Translation; Wonder if he'll make it to 8 weeks to become a perm?
That was kind of the cycle in those days, worse for mechanics than for engineers.

I remember in the mid '80's Boeing had lured a significant number of engineers from MD. Laid them off in less than a year, after they had moved up from California. A group of them filed a class action suit and actually won. Not sure what the settlement was, but it sure sent some reverberations through the industry.

The late '90's and early '00's were rather tumultuous in the industry, to say the least. Boeing went to the same well and laid off a bunch of people, this time a good number of engineers. I remember guys I worked with being gone for a couple of years. Boeing eventually hired them back but, in an amazing feat of corporate ineptitude, laid most of them off again in about nine months. Un-freaking-believable. I think that incident alone served to knock a lot of the sheen off of working for Boeing for a lot of young engineers.

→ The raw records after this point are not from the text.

//! Enumeration collaborator consumed by the resolver and the upgrade protocol.
//!
//! The engine never walks OS process tables itself; it consumes the
//! [`SystemView`] trait, which keeps the core testable against a mock and
//! keeps the Toolhelp32 plumbing in one place.

use crate::Result;

/// A live process, as reported by the enumeration snapshot.
#[derive(Debug, Clone, PartialEq, Eq)]
pub struct ProcessInfo {
    /// Operating System process id.
    pub pid: u32,
    /// Executable image name (no path).
    pub name: String,
}

/// A live thread, as reported by the enumeration snapshot.
#[derive(Debug, Clone, Copy, PartialEq, Eq)]
pub struct ThreadInfo {
    /// Operating System thread id.
    pub tid: u32,
    /// Process id of the owning process.
    pub owner: u32,
    /// Scheduler base priority at snapshot time.
    pub base_priority: i32,
}

/// Read-only view of the processes and threads currently alive on the system.
///
/// Implementations must not mutate OS state; every method is a pure query
/// over a point-in-time snapshot.
pub trait SystemView {
    /// All live processes, in stable enumeration order.
    fn processes(&self) -> Result<Vec<ProcessInfo>>;

    /// All threads owned by `pid`, in stable enumeration order.
    fn threads_of(&self, pid: u32) -> Result<Vec<ThreadInfo>>;

    /// The owning process of `tid`, or `None` if no such thread is alive.
    fn owner_of(&self, tid: u32) -> Result<Option<u32>>;
}

#[cfg(windows)]
pub use windows_impl::Snapshot;

#[cfg(windows)]
mod windows_impl {
    use std::mem::size_of;

    use windows_sys::Win32::Foundation::{GetLastError, INVALID_HANDLE_VALUE};
    use windows_sys::Win32::System::Diagnostics::ToolHelp::{
        CreateToolhelp32Snapshot, Process32FirstW, Process32NextW, Thread32First, Thread32Next,
        PROCESSENTRY32W, TH32CS_SNAPPROCESS, TH32CS_SNAPTHREAD, THREADENTRY32,
    };

    use super::{ProcessInfo, SystemView, ThreadInfo};
    use crate::os::OwnedHandle;
    use crate::{Error, Result};

    /// [`SystemView`] implementation over Toolhelp32 snapshots.
    ///
    /// Stateless: each query takes a fresh snapshot, so results always
    /// reflect the system at call time.
    #[derive(Debug, Default, Clone, Copy)]
    pub struct Snapshot;

    impl Snapshot {
        fn thread_entries(&self) -> Result<Vec<ThreadInfo>> {
            let raw = unsafe { CreateToolhelp32Snapshot(TH32CS_SNAPTHREAD, 0) };
            if raw == INVALID_HANDLE_VALUE {
                return Err(Error::Win32("CreateToolhelp32Snapshot", unsafe {
                    GetLastError()
                }));
            }
            let snapshot = OwnedHandle::new(raw);

            let mut entry = THREADENTRY32 {
                dwSize: size_of::<THREADENTRY32>() as u32,
                ..unsafe { std::mem::zeroed() }
            };

            let mut threads = Vec::new();
            if unsafe { Thread32First(snapshot.raw(), &mut entry) } == 0 {
                return Err(Error::Win32("Thread32First", unsafe { GetLastError() }));
            }
            loop {
                threads.push(ThreadInfo {
                    tid: entry.th32ThreadID,
                    owner: entry.th32OwnerProcessID,
                    base_priority: entry.tpBasePri,
                });
                if unsafe { Thread32Next(snapshot.raw(), &mut entry) } == 0 {
                    break;
                }
            }
            Ok(threads)
        }
    }

    impl SystemView for Snapshot {
        fn processes(&self) -> Result<Vec<ProcessInfo>> {
            let raw = unsafe { CreateToolhelp32Snapshot(TH32CS_SNAPPROCESS, 0) };
            if raw == INVALID_HANDLE_VALUE {
                return Err(Error::Win32("CreateToolhelp32Snapshot", unsafe {
                    GetLastError()
                }));
            }
            let snapshot = OwnedHandle::new(raw);

            let mut entry = PROCESSENTRY32W {
                dwSize: size_of::<PROCESSENTRY32W>() as u32,
                ..unsafe { std::mem::zeroed() }
            };

            let mut processes = Vec::new();
            if unsafe { Process32FirstW(snapshot.raw(), &mut entry) } == 0 {
                return Err(Error::Win32("Process32FirstW", unsafe { GetLastError() }));
            }
            loop {
                let len = entry
                    .szExeFile
                    .iter()
                    .position(|&c| c == 0)
                    .unwrap_or(entry.szExeFile.len());
                processes.push(ProcessInfo {
                    pid: entry.th32ProcessID,
                    name: String::from_utf16_lossy(&entry.szExeFile[..len]),
                });
                if unsafe { Process32NextW(snapshot.raw(), &mut entry) } == 0 {
                    break;
                }
            }
            Ok(processes)
        }

        fn threads_of(&self, pid: u32) -> Result<Vec<ThreadInfo>> {
            Ok(self
                .thread_entries()?
                .into_iter()
                .filter(|t| t.owner == pid)
                .collect())
        }

        fn owner_of(&self, tid: u32) -> Result<Option<u32>> {
            Ok(self
                .thread_entries()?
                .into_iter()
                .find(|t| t.tid == tid)
                .map(|t| t.owner))
        }
    }
}
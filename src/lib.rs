//! # Threadjack
//!
//! **Threadjack** loads a DLL into a running process by hijacking the execution
//! context of one of its existing threads, instead of calling the far more
//! visible `CreateRemoteThread` primitive.
//!
//! ## Core Architecture
//!
//! The engine is a pipeline of small, single-owner components:
//!
//! **Resolver** $\to$ **Attachment Session** $\to$ (per payload) **Remote
//! Memory Stack** $\to$ **Universal Call** $\to$ **Teardown**.
//!
//! - The *resolver* classifies a caller-supplied numeric id as a process id or
//!   a thread id and locates the owning process.
//! - The *session* opens and suspends a hijackable thread, falling back to an
//!   upgrade protocol that scans the process for a suitable candidate.
//! - The *remote memory stack* stages bytes locally and commits them into the
//!   target at a monotonically advancing high-water mark.
//! - The *universal call* makes the suspended thread execute one function with
//!   one argument, collects the return value, and restores the thread's saved
//!   context verbatim so it resumes its original work untouched.
//!
//! ## Usage Example
//!
//! ```rust,no_run
//! # #[cfg(windows)]
//! # fn run() -> Result<(), threadjack::Error> {
//! use threadjack::{CallDescriptor, Engine, EngineConfig, RemoteRegion};
//!
//! let engine = Engine::open(EngineConfig::default());
//!
//! // 1. Attach to an existing thread (or any thread of a process).
//! let mut session = engine.attach(4321)?;
//!
//! // 2. Stage the DLL path and commit it into the target.
//! let path = br"C:\temp\payload.dll";
//! let mut region = RemoteRegion::create(path.len())?;
//! region.local_mut()[..path.len()].copy_from_slice(path);
//! let remote = region.push(&mut session)?;
//!
//! // 3. Run LoadLibraryA(remote) on the hijacked thread.
//! let load_library = threadjack::resolve_export("kernel32.dll", "LoadLibraryA")?;
//! let handle = session.invoke(&CallDescriptor::new(load_library, remote))?;
//! assert_ne!(handle, 0);
//!
//! // 4. Release everything; the thread resumes where it left off.
//! region.delete(&mut session);
//! session.detach()?;
//! engine.close();
//! # Ok(())
//! # }
//! ```

/// The universal call engine: one-argument remote calls on a hijacked thread.
pub mod call;
/// Engine handle, configuration, and lifecycle.
pub mod engine;
/// Error types for resolution, attachment, and remote execution failures.
pub mod error;
/// Resolution of well-known exports in the target's loaded system modules.
#[cfg(windows)]
pub mod exports;
/// The remote memory stack: local staging plus bump-committed target memory.
pub mod memory;
/// Low-level owned handle wrappers over the Win32 surface.
#[cfg(windows)]
pub(crate) mod os;
/// Classification of caller-supplied ids into process/thread targets.
pub mod resolve;
/// The attachment session state machine and thread-selection policy.
pub mod session;
/// Enumeration collaborator: processes, threads, and thread ownership.
pub mod system;

// Re-exports (Public API)
pub use call::CallDescriptor;
pub use engine::{Engine, EngineConfig};
pub use error::{Error, Result};
#[cfg(windows)]
pub use exports::resolve_export;
pub use memory::RemoteRegion;
pub use resolve::{Resolved, TargetId};
pub use session::SelectionPolicy;
#[cfg(windows)]
pub use session::Session;
pub use system::{ProcessInfo, SystemView, ThreadInfo};

// Re-export log macros for internal use across modules.
// This allows engine files to use `crate::debug!` regardless of the logging backend.
#[cfg(feature = "tracing")]
#[allow(unused_imports)]
pub(crate) use tracing::{debug, error, info, warn};

#[cfg(not(feature = "tracing"))]
mod stealth {
    #[macro_export]
    macro_rules! debug {
        ($($arg:tt)*) => {};
    }
    #[macro_export]
    macro_rules! error {
        ($($arg:tt)*) => {};
    }
    #[macro_export]
    macro_rules! info {
        ($($arg:tt)*) => {};
    }
    #[macro_export]
    macro_rules! trace {
        ($($arg:tt)*) => {};
    }
    #[macro_export]
    macro_rules! warn {
        ($($arg:tt)*) => {};
    }
}

#[cfg(not(feature = "tracing"))]
pub(crate) use stealth::*;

I signed some form of "intellectual property" agreement on my way out on retirement. They apparently make even the engineers whom they lay off sign these kinds of agreements. There have been lawsuits won there as well. The argument went something like my value in the job market is based purely upon my knowledge and expertise. You just told me that it is no longer of any value to you. As long as I'm not walking out with computer discs, or written materials, whatever I've retained in my little head is mine.

Way back when, when there were still separate Aerospace companies, it was a common practice to "do the aerospace tour". It was almost inevitable that when one was laying off, others were hiring. I knew a lot of guys who did that, running down to California to land jobs at MD and others. It not only served to soften the blow, it also afforded those guys the opportunity to gain some valuable experience. The big industry consolidation we see today dramatically lessened anyone's ability to do that.

Coupled with the big giants' reluctance to take risks on new programs, I have to think that makes it harder to attract young engineers. My son never even considered Boeing. The fact that I told him I would beat him about the head and shoulders if he did might have had something to do with it...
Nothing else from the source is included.